Last thing I want to do is fly with a serious IT nerd type person. I don't mind cocky as long as it does not compromise safety... If you are cocky and clearly unsafe, then that is another story.
But is the average pilot a decent judge of whether any nonstandard procedure really compromises safety or not?

No one said anything about an IT nerd type person. What I'm talking about are the guys (and you all know them if you're not one of them) who don't believe in doing anything standard. I guess the reasoning is, "if it doesn't kill me when I take a short cut, why should I bother doing it the way it's supposed to be done?"

The problem with this is that often this leads you into test-pilot territory, without you even knowing it. For example, I recently flew with a guy who intentionally accelerated after T/O so that he was at Vt by 1000 agl. I guess it saved him from having to actually use his triceps all at once, or maybe he thought he was getting there sooner. Sure it works 99.999999% of the time, but what about that time when you need absolute max performance to avoid that obstacle you had no idea was there?

If you are okay with doing something that would take a one-in-a-million type situation to kill you, consider that Expressjet flies almost a million flights per year. Still like those odds?

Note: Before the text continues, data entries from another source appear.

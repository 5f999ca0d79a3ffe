//! Error types
//!
//! One enum per layer. Resolution misses and absent multipart fields are not
//! errors and are represented with `Option` at their call sites.

use std::io;
use thiserror::Error;

/// Failure raised by a servlet or filter, or while constructing one
#[derive(Debug, Error)]
pub enum ServletError {
    /// No factory registered under this class identifier
    #[error("no component registered for class '{0}'")]
    UnknownComponent(String),

    /// The component's `init` hook refused to start
    #[error("unable to initialize '{class}': {reason}")]
    Initialization { class: String, reason: String },

    /// Raised from `service` / `do_filter`
    #[error("{0}")]
    Execution(String),

    #[error("I/O error: {0}")]
    Io(#[from] io::Error),
}

impl ServletError {
    /// Shorthand for handler code
    pub fn execution(message: impl Into<String>) -> Self {
        Self::Execution(message.into())
    }
}

/// Failure while splitting or parsing a multipart body
#[derive(Debug, Error, PartialEq, Eq)]
pub enum MultipartError {
    #[error("multipart content type carries no boundary")]
    MissingBoundary,

    #[error("part headers have no Content-Disposition line")]
    MissingDisposition,

    #[error("Content-Disposition has no name parameter")]
    MissingName,

    #[error("malformed multipart body: {0}")]
    Malformed(&'static str),
}

/// Failure while turning a wire request into an [`crate::servlet::HttpRequest`]
#[derive(Debug, Error)]
pub enum RequestError {
    #[error(transparent)]
    Multipart(#[from] MultipartError),

    /// Uploaded file could not be stored
    #[error("unable to store upload: {0}")]
    Io(#[from] io::Error),
}

/// Failure reported by a [`crate::resource::ResourceProvider`]
#[derive(Debug, Error)]
pub enum LoadError {
    /// `load` was called for a path the provider cannot resolve
    #[error("no mapping resolves '{0}', can_load must be checked first")]
    Unresolvable(String),

    /// Construction, initialization or chain failure for this request
    #[error("unexpected situation while processing request: {0}")]
    UnexpectedSituation(#[source] ServletError),

    /// Transport-level failure while flushing
    #[error("I/O error: {0}")]
    Io(#[from] io::Error),
}

/// Invalid configuration detected while building routing contexts
#[derive(Debug, Error, PartialEq, Eq)]
pub enum ConfigError {
    #[error("invalid url pattern '{0}'")]
    InvalidPattern(String),

    #[error("invalid context path '{0}', it must start with '/'")]
    InvalidContextPath(String),

    #[error("context path '{0}' is configured more than once")]
    DuplicateContextPath(String),
}

#[cfg(test)]
mod tests {
    use super::*;

    #[test]
    fn test_unexpected_situation_keeps_source() {
        let err = LoadError::UnexpectedSituation(ServletError::execution("boom"));
        assert!(err.to_string().contains("boom"));
        assert!(std::error::Error::source(&err).is_some());
    }

    #[test]
    fn test_io_conversion() {
        let err: ServletError = io::Error::new(io::ErrorKind::BrokenPipe, "gone").into();
        assert!(matches!(err, ServletError::Io(_)));
    }
}
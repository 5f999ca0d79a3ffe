//! Multipart/form-data support
//!
//! Parses the header block of a single body part and splits a complete
//! `multipart/form-data` body into parts.

use crate::error::MultipartError;
use hyper::body::Bytes;
use memchr::memmem;

const HEADER_CONTENT_DISPOSITION: &str = "content-disposition";
const HEADER_CONTENT_TYPE: &str = "content-type";

/// Parsed header block of one multipart part
///
/// `file_name` is `None` for ordinary form fields and `content_type` is `None`
/// when the part declares no type, which is distinct from an empty type.
#[derive(Debug, Clone, PartialEq, Eq)]
pub struct MultipartHeadersPart {
    name: String,
    file_name: Option<String>,
    content_type: Option<String>,
}

impl MultipartHeadersPart {
    /// Parse a header block such as
    /// `Content-Disposition: form-data; name="f"; filename="a.pdf"\nContent-Type: application/pdf`
    ///
    /// Field and parameter names are matched case-insensitively, values may
    /// be quoted. The disposition type token is ignored.
    pub fn parse(block: &str) -> Result<Self, MultipartError> {
        let mut disposition = None;
        let mut content_type = None;

        for line in block.lines() {
            let Some((field, value)) = line.split_once(':') else {
                continue;
            };
            let field = field.trim();
            if field.eq_ignore_ascii_case(HEADER_CONTENT_DISPOSITION) {
                disposition = Some(value.trim());
            } else if field.eq_ignore_ascii_case(HEADER_CONTENT_TYPE) {
                content_type = Some(value.trim().to_string());
            }
        }

        let disposition = disposition.ok_or(MultipartError::MissingDisposition)?;

        let mut name = None;
        let mut file_name = None;
        // First segment is the disposition type (form-data, attachment, ...)
        for param in split_parameters(disposition).into_iter().skip(1) {
            let Some((key, value)) = param.split_once('=') else {
                continue;
            };
            let key = key.trim();
            if key.eq_ignore_ascii_case("name") {
                name = Some(unquote(value));
            } else if key.eq_ignore_ascii_case("filename") {
                file_name = Some(unquote(value));
            }
        }

        Ok(Self {
            name: name.ok_or(MultipartError::MissingName)?,
            file_name,
            content_type,
        })
    }

    pub fn name(&self) -> &str {
        &self.name
    }

    pub fn file_name(&self) -> Option<&str> {
        self.file_name.as_deref()
    }

    pub fn content_type(&self) -> Option<&str> {
        self.content_type.as_deref()
    }

    /// A part with a `filename` parameter carries file content
    pub const fn is_file(&self) -> bool {
        self.file_name.is_some()
    }
}

/// Split on `;` outside of double quotes
fn split_parameters(value: &str) -> Vec<&str> {
    let mut params = Vec::new();
    let mut in_quotes = false;
    let mut start = 0;

    for (i, c) in value.char_indices() {
        match c {
            '"' => in_quotes = !in_quotes,
            ';' if !in_quotes => {
                params.push(value[start..i].trim());
                start = i + 1;
            }
            _ => {}
        }
    }
    params.push(value[start..].trim());
    params
}

fn unquote(value: &str) -> String {
    let value = value.trim();
    value
        .strip_prefix('"')
        .and_then(|v| v.strip_suffix('"'))
        .unwrap_or(value)
        .to_string()
}

/// One part of a multipart body
#[derive(Debug, Clone)]
pub struct Part {
    pub headers: MultipartHeadersPart,
    pub data: Bytes,
}

/// Extract the boundary from a `multipart/form-data; boundary=...` content type
pub fn parse_boundary(content_type: &str) -> Option<String> {
    let mut params = split_parameters(content_type).into_iter();
    let media_type = params.next()?;
    if !media_type.eq_ignore_ascii_case("multipart/form-data") {
        return None;
    }

    params
        .filter_map(|p| p.split_once('='))
        .find(|(key, _)| key.trim().eq_ignore_ascii_case("boundary"))
        .map(|(_, value)| unquote(value))
        .filter(|b| !b.is_empty())
}

/// Split a complete multipart body into parts
pub fn split_parts(body: &Bytes, boundary: &str) -> Result<Vec<Part>, MultipartError> {
    let delimiter = format!("--{boundary}");
    let separator = format!("\r\n--{boundary}");
    let delimiter_finder = memmem::Finder::new(delimiter.as_bytes());
    let separator_finder = memmem::Finder::new(separator.as_bytes());
    let header_end_finder = memmem::Finder::new(b"\r\n\r\n");

    let first = delimiter_finder
        .find(body)
        .ok_or(MultipartError::Malformed("opening boundary not found"))?;
    let mut pos = first + delimiter.len();
    let mut parts = Vec::new();

    loop {
        let rest = &body[pos..];
        if rest.starts_with(b"--") {
            return Ok(parts);
        }
        let rest = rest
            .strip_prefix(b"\r\n")
            .ok_or(MultipartError::Malformed("boundary not followed by CRLF"))?;
        let content_start = body.len() - rest.len();

        let header_len = header_end_finder
            .find(rest)
            .ok_or(MultipartError::Malformed("part headers not terminated"))?;
        let headers = String::from_utf8_lossy(&rest[..header_len]);
        let headers = MultipartHeadersPart::parse(&headers)?;

        let data_start = content_start + header_len + 4;
        let data_len = separator_finder
            .find(&body[data_start..])
            .ok_or(MultipartError::Malformed("closing boundary not found"))?;

        parts.push(Part {
            headers,
            data: body.slice(data_start..data_start + data_len),
        });
        pos = data_start + data_len + separator.len();
    }
}

#[cfg(test)]
mod tests {
    use super::*;

    #[test]
    fn test_parse_attachment_header() {
        let headers = MultipartHeadersPart::parse(
            "Content-Disposition: attachment; name=\"FIELDNAME\"; filename=\"FILE.PDF\"\nContent-type: application/pdf",
        )
        .unwrap();

        assert_eq!(headers.file_name(), Some("FILE.PDF"));
        assert_eq!(headers.name(), "FIELDNAME");
        assert_eq!(headers.content_type(), Some("application/pdf"));
        assert!(headers.is_file());
    }

    #[test]
    fn test_parse_attachment_header_case_insensitive() {
        let upper = MultipartHeadersPart::parse(
            "CONTENT-DISPOSITION: attachment; NAME=\"FIELDNAME\"; FILENAME=\"FILE.PDF\"\nContent-TYPE: application/pdf",
        )
        .unwrap();
        let lower = MultipartHeadersPart::parse(
            "content-disposition: attachment; name=\"FIELDNAME\"; filename=\"FILE.PDF\"\ncontent-type: application/pdf",
        )
        .unwrap();

        assert_eq!(upper, lower);
        assert_eq!(upper.file_name(), Some("FILE.PDF"));
        assert_eq!(upper.name(), "FIELDNAME");
        assert_eq!(upper.content_type(), Some("application/pdf"));
    }

    #[test]
    fn test_parse_form_data_text() {
        let headers = MultipartHeadersPart::parse("Content-Disposition: form-data; name=\"text\"").unwrap();

        assert_eq!(headers.name(), "text");
        assert_eq!(headers.file_name(), None);
        assert_eq!(headers.content_type(), None);
        assert!(!headers.is_file());
    }

    #[test]
    fn test_parse_tolerates_whitespace_and_unquoted_values() {
        let headers = MultipartHeadersPart::parse(
            "Content-Disposition:form-data ;  name = field ;filename=\"a; b.txt\"\r\nContent-Type: text/plain\r\n",
        )
        .unwrap();

        assert_eq!(headers.name(), "field");
        assert_eq!(headers.file_name(), Some("a; b.txt"));
        assert_eq!(headers.content_type(), Some("text/plain"));
    }

    #[test]
    fn test_parse_empty_content_type_is_not_absent() {
        let headers =
            MultipartHeadersPart::parse("Content-Disposition: form-data; name=\"x\"\nContent-Type:").unwrap();
        assert_eq!(headers.content_type(), Some(""));
    }

    #[test]
    fn test_parse_missing_disposition_or_name() {
        assert_eq!(
            MultipartHeadersPart::parse("Content-Type: text/plain"),
            Err(MultipartError::MissingDisposition)
        );
        assert_eq!(
            MultipartHeadersPart::parse("Content-Disposition: form-data; filename=\"a\""),
            Err(MultipartError::MissingName)
        );
    }

    #[test]
    fn test_parse_boundary() {
        assert_eq!(
            parse_boundary("multipart/form-data; boundary=----abc123"),
            Some("----abc123".to_string())
        );
        assert_eq!(
            parse_boundary("Multipart/Form-Data; BOUNDARY=\"quoted\""),
            Some("quoted".to_string())
        );
        assert_eq!(parse_boundary("multipart/form-data"), None);
        assert_eq!(parse_boundary("text/plain; boundary=x"), None);
    }

    #[test]
    fn test_split_parts() {
        let body = Bytes::from_static(
            b"--XYZ\r\n\
Content-Disposition: form-data; name=\"text\"\r\n\r\n\
hello\r\n\
--XYZ\r\n\
Content-Disposition: form-data; name=\"file\"; filename=\"a.txt\"\r\n\
Content-Type: text/plain\r\n\r\n\
line1\r\nline2\r\n\
--XYZ--\r\n",
        );

        let parts = split_parts(&body, "XYZ").unwrap();
        assert_eq!(parts.len(), 2);

        assert_eq!(parts[0].headers.name(), "text");
        assert_eq!(&parts[0].data[..], b"hello");

        assert_eq!(parts[1].headers.file_name(), Some("a.txt"));
        assert_eq!(parts[1].headers.content_type(), Some("text/plain"));
        assert_eq!(&parts[1].data[..], b"line1\r\nline2");
    }

    #[test]
    fn test_split_parts_malformed() {
        let body = Bytes::from_static(b"no boundary here");
        assert!(split_parts(&body, "XYZ").is_err());

        let body = Bytes::from_static(b"--XYZ\r\nContent-Disposition: form-data; name=\"a\"\r\n\r\nunterminated");
        assert_eq!(
            split_parts(&body, "XYZ").unwrap_err(),
            MultipartError::Malformed("closing boundary not found")
        );
    }
}
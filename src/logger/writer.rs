//! Log writer module
//!
//! Thread-safe log writing to files or stdout/stderr.

use std::fs::{File, OpenOptions};
use std::io::{self, Write};
use std::path::Path;
use std::sync::{Mutex, OnceLock, PoisonError};

/// Global log writer instance
static LOG_WRITER: OnceLock<LogWriter> = OnceLock::new();

/// Log output target
enum LogTarget {
    Stdout,
    Stderr,
    File(Mutex<File>),
}

/// Thread-safe log writer
pub struct LogWriter {
    /// Access and info messages
    access: LogTarget,
    /// Errors and warnings
    error: LogTarget,
}

impl LogWriter {
    fn new(access_log_file: Option<&str>, error_log_file: Option<&str>) -> io::Result<Self> {
        let access = match access_log_file {
            Some(path) => LogTarget::File(Mutex::new(open_log_file(path)?)),
            None => LogTarget::Stdout,
        };

        let error = match error_log_file {
            Some(path) => LogTarget::File(Mutex::new(open_log_file(path)?)),
            None => LogTarget::Stderr,
        };

        Ok(Self { access, error })
    }

    pub fn write_access(&self, message: &str) {
        write_to_target(&self.access, message);
    }

    pub fn write_error(&self, message: &str) {
        write_to_target(&self.error, message);
    }

    /// Info messages share the access log target
    pub fn write_info(&self, message: &str) {
        write_to_target(&self.access, message);
    }
}

/// Open or create a log file for appending
fn open_log_file(path: &str) -> io::Result<File> {
    // Create parent directories if they don't exist
    if let Some(parent) = Path::new(path).parent() {
        if !parent.as_os_str().is_empty() {
            std::fs::create_dir_all(parent)?;
        }
    }

    OpenOptions::new().create(true).append(true).open(path)
}

fn write_to_target(target: &LogTarget, message: &str) {
    match target {
        LogTarget::Stdout => println!("{message}"),
        LogTarget::Stderr => eprintln!("{message}"),
        LogTarget::File(file) => {
            // A panic while holding the lock must not silence logging
            let mut f = file.lock().unwrap_or_else(PoisonError::into_inner);
            let _ = writeln!(f, "{message}");
        }
    }
}

/// Initialize the global log writer
///
/// Returns error if log files cannot be opened or the writer was already set.
pub fn init(access_log_file: Option<&str>, error_log_file: Option<&str>) -> io::Result<()> {
    let writer = LogWriter::new(access_log_file, error_log_file)?;
    LOG_WRITER.set(writer).map_err(|_| {
        io::Error::new(
            io::ErrorKind::AlreadyExists,
            "Log writer already initialized",
        )
    })
}

/// Get the global log writer, if initialized
pub fn get() -> Option<&'static LogWriter> {
    LOG_WRITER.get()
}

#[cfg(test)]
mod tests {
    use super::*;

    #[test]
    fn test_file_target_creates_parent_dirs() {
        let dir = tempfile::tempdir().unwrap();
        let path = dir.path().join("logs/nested/access.log");
        let path = path.to_str().unwrap();

        let writer = LogWriter::new(Some(path), None).unwrap();
        writer.write_access("first");
        writer.write_info("second");

        let content = std::fs::read_to_string(path).unwrap();
        assert_eq!(content, "first\nsecond\n");
    }

    #[test]
    fn test_file_target_appends() {
        let dir = tempfile::tempdir().unwrap();
        let path = dir.path().join("error.log");
        std::fs::write(&path, "existing\n").unwrap();

        let writer = LogWriter::new(None, path.to_str()).unwrap();
        writer.write_error("[ERROR] boom");

        let content = std::fs::read_to_string(&path).unwrap();
        assert_eq!(content, "existing\n[ERROR] boom\n");
    }
}
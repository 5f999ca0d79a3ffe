//! Embedded servlet-style HTTP server
//!
//! Requests are resolved to a routing context and a servlet mapping, run
//! through the matching filters and the servlet, then finalized (session
//! cookie, default headers, upload cleanup). Paths no servlet claims fall
//! through to an optional static file directory.

pub mod config;
pub mod demo;
pub mod error;
pub mod http;
pub mod logger;
pub mod resource;
pub mod routing;
pub mod server;
pub mod servlet;
//! HTTP protocol helpers
//!
//! Wire-level pieces shared by the server shell and the resource providers:
//! multipart parsing, parameter and cookie decoding, MIME types, cache
//! validation and the plain fallback responses of the connection layer.

pub mod cache;
pub mod cookie;
pub mod mime;
pub mod multipart;
pub mod params;
pub mod response;

pub use cookie::Cookie;
pub use multipart::{MultipartHeadersPart, Part};
pub use response::{build_400_response, build_413_response, build_500_response, full_body, ResponseBody};
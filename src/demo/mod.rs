//! Demo components
//!
//! Servlets and filters wired up by the sample `config.toml`. They double as
//! usage examples for the servlet API.

mod filters;
mod servlets;

pub use filters::{PoweredBy, SecuredArea};
pub use servlets::{ChunkedWithDelay, Index, SessionCounter, Upload};

use crate::servlet::ComponentRegistry;

/// Register every demo component under its `demo.*` class identifier
pub fn register(registry: &mut ComponentRegistry) {
    registry.register_servlet("demo.Index", || Index);
    registry.register_servlet("demo.SessionCounter", || SessionCounter);
    registry.register_servlet("demo.Upload", || Upload);
    registry.register_servlet("demo.ChunkedWithDelay", ChunkedWithDelay::default);
    registry.register_filter("demo.PoweredBy", || PoweredBy);
    registry.register_filter("demo.SecuredArea", || SecuredArea);
}

/// Escape text for inclusion in HTML element content or attribute values
pub fn escape_html(text: &str) -> String {
    let mut out = String::with_capacity(text.len());
    for c in text.chars() {
        match c {
            '&' => out.push_str("&amp;"),
            '<' => out.push_str("&lt;"),
            '>' => out.push_str("&gt;"),
            '"' => out.push_str("&quot;"),
            '\'' => out.push_str("&#39;"),
            _ => out.push(c),
        }
    }
    out
}
//! Listener setup

use socket2::{Domain, Protocol, Socket, Type};
use std::net::SocketAddr;
use tokio::net::TcpListener;

/// Pending connection queue length
const BACKLOG: i32 = 1024;

/// Create a non-blocking `TcpListener` with `SO_REUSEADDR` enabled.
///
/// Lets the server bind again right after a restart while old
/// connections sit in `TIME_WAIT`.
pub fn create_listener(addr: SocketAddr) -> std::io::Result<TcpListener> {
    let domain = if addr.is_ipv4() {
        Domain::IPV4
    } else {
        Domain::IPV6
    };

    let socket = Socket::new(domain, Type::STREAM, Some(Protocol::TCP))?;
    socket.set_reuse_address(true)?;
    socket.set_tcp_nodelay(true)?;
    socket.set_nonblocking(true)?;
    socket.bind(&addr.into())?;
    socket.listen(BACKLOG)?;

    let std_listener: std::net::TcpListener = socket.into();
    TcpListener::from_std(std_listener)
}

#[cfg(test)]
mod tests {
    use super::*;

    #[tokio::test]
    async fn test_binds_ephemeral_port() {
        let listener = create_listener("127.0.0.1:0".parse().unwrap()).unwrap();
        let addr = listener.local_addr().unwrap();
        assert_ne!(addr.port(), 0);

        let client = tokio::net::TcpStream::connect(addr).await.unwrap();
        let (_, peer) = listener.accept().await.unwrap();
        assert_eq!(peer, client.local_addr().unwrap());
    }
}
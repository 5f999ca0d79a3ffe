//! Connection handling
//!
//! Each connection is served by hyper on its own task. Requests are read
//! fully (bounded by `max_body_size`), then built and dispatched on a
//! blocking worker. The response head and body chunks travel back to hyper
//! through channels, so a servlet that flushes early streams its output.
//! On shutdown every connection finishes its current response and closes
//! instead of waiting for the next keep-alive request.

use crate::error::RequestError;
use crate::http::{build_400_response, build_413_response, build_500_response, ResponseBody};
use crate::logger;
use crate::server::dispatcher::Dispatcher;
use crate::server::request_builder::build_request;
use crate::servlet::{HttpResponse, ResponseHead, ResponseSink};
use http_body_util::{BodyExt, LengthLimitError, Limited, StreamBody};
use hyper::body::{Bytes, Frame, Incoming};
use hyper::server::conn::http1;
use hyper::service::service_fn;
use hyper::{Request, Response};
use hyper_util::rt::TokioIo;
use std::convert::Infallible;
use std::io;
use std::net::SocketAddr;
use std::path::PathBuf;
use std::sync::atomic::{AtomicUsize, Ordering};
use std::sync::Arc;
use tokio::sync::{mpsc, oneshot, watch};
use tokio_stream::wrappers::ReceiverStream;

/// Body chunks buffered between the worker and hyper
const BODY_CHANNEL_CAPACITY: usize = 16;

/// Shared state of all connections
pub struct AppState {
    pub dispatcher: Dispatcher,
    pub max_body_size: u64,
    pub temp_dir: PathBuf,
}

type BodyFrame = Result<Frame<Bytes>, io::Error>;

/// Sink feeding a committed [`HttpResponse`] into the hyper response
struct ChannelSink {
    head: Option<oneshot::Sender<ResponseHead>>,
    body: mpsc::Sender<BodyFrame>,
}

fn client_gone() -> io::Error {
    io::Error::new(io::ErrorKind::BrokenPipe, "client connection closed")
}

impl ResponseSink for ChannelSink {
    fn send_head(&mut self, head: ResponseHead) -> io::Result<()> {
        let sender = self
            .head
            .take()
            .ok_or_else(|| io::Error::other("response head already sent"))?;
        sender.send(head).map_err(|_| client_gone())
    }

    fn send_chunk(&mut self, chunk: Bytes) -> io::Result<()> {
        if chunk.is_empty() {
            return Ok(());
        }
        self.body
            .blocking_send(Ok(Frame::data(chunk)))
            .map_err(|_| client_gone())
    }
}

/// Count the connection and serve it on a new task
///
/// A change on `shutdown` (or its sender going away) starts a graceful
/// close of the connection.
pub fn accept_connection(
    stream: tokio::net::TcpStream,
    peer_addr: SocketAddr,
    state: &Arc<AppState>,
    conn_counter: &Arc<AtomicUsize>,
    mut shutdown: watch::Receiver<bool>,
) {
    conn_counter.fetch_add(1, Ordering::SeqCst);
    logger::log_connection_accepted(&peer_addr);

    let state = Arc::clone(state);
    let conn_counter = Arc::clone(conn_counter);
    tokio::spawn(async move {
        let io = TokioIo::new(stream);
        let conn = http1::Builder::new().keep_alive(true).serve_connection(
            io,
            service_fn(move |req| handle_request(req, peer_addr, Arc::clone(&state))),
        );
        tokio::pin!(conn);

        let mut closing = false;
        let result = loop {
            tokio::select! {
                result = conn.as_mut() => break result,
                _ = shutdown.changed(), if !closing => {
                    logger::log_debug(&format!("Closing connection from {peer_addr} for shutdown"));
                    conn.as_mut().graceful_shutdown();
                    closing = true;
                }
            }
        };

        if let Err(err) = result {
            logger::log_connection_error(&err);
        }
        conn_counter.fetch_sub(1, Ordering::SeqCst);
    });
}

async fn handle_request(
    req: Request<Incoming>,
    peer_addr: SocketAddr,
    state: Arc<AppState>,
) -> Result<Response<ResponseBody>, Infallible> {
    let (parts, body) = req.into_parts();
    let limit = usize::try_from(state.max_body_size).unwrap_or(usize::MAX);

    let body = match Limited::new(body, limit).collect().await {
        Ok(collected) => collected.to_bytes(),
        Err(e) if e.downcast_ref::<LengthLimitError>().is_some() => {
            logger::log_warning(&format!(
                "Request body from {peer_addr} exceeds {} bytes",
                state.max_body_size
            ));
            return Ok(build_413_response());
        }
        Err(e) => {
            logger::log_warning(&format!("Failed to read request body from {peer_addr}: {e}"));
            return Ok(build_400_response());
        }
    };

    let (head_tx, head_rx) = oneshot::channel();
    let (body_tx, body_rx) = mpsc::channel(BODY_CHANNEL_CAPACITY);

    let worker_state = Arc::clone(&state);
    let worker = tokio::task::spawn_blocking(move || -> Result<(), RequestError> {
        let mut request = build_request(&parts, body, peer_addr, &worker_state.temp_dir)?;
        let sink = ChannelSink {
            head: Some(head_tx),
            body: body_tx,
        };
        let mut response = HttpResponse::with_sink(Box::new(sink));
        worker_state.dispatcher.dispatch(&mut request, &mut response);
        Ok(())
    });

    if let Ok(head) = head_rx.await {
        let stream = StreamBody::new(ReceiverStream::new(body_rx));
        let mut response = Response::new(BodyExt::boxed(stream));
        *response.status_mut() = head.status;
        *response.headers_mut() = head.headers;
        return Ok(response);
    }

    // The worker finished without committing a response
    Ok(match worker.await {
        Ok(Err(RequestError::Multipart(e))) => {
            logger::log_warning(&format!("Rejected multipart body from {peer_addr}: {e}"));
            build_400_response()
        }
        Ok(Err(e)) => {
            logger::log_error(&e.to_string());
            build_500_response()
        }
        Ok(Ok(())) => {
            logger::log_error("Request finished without a response");
            build_500_response()
        }
        Err(e) => {
            logger::log_error(&format!("Request worker failed: {e}"));
            build_500_response()
        }
    })
}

This goes for not just the things we know could be dangerous, but all the million little things that seem completely inconsequential, like poor radio phraseology or nonstandard callouts. Everything is designed the way it is for a reason, and very often standardized rules are written with someone else's blood. Are you smart enough to know exactly which accident lead to the creation of the procedure you are dismissing, and are you absolutely sure you are not following in those same footsteps?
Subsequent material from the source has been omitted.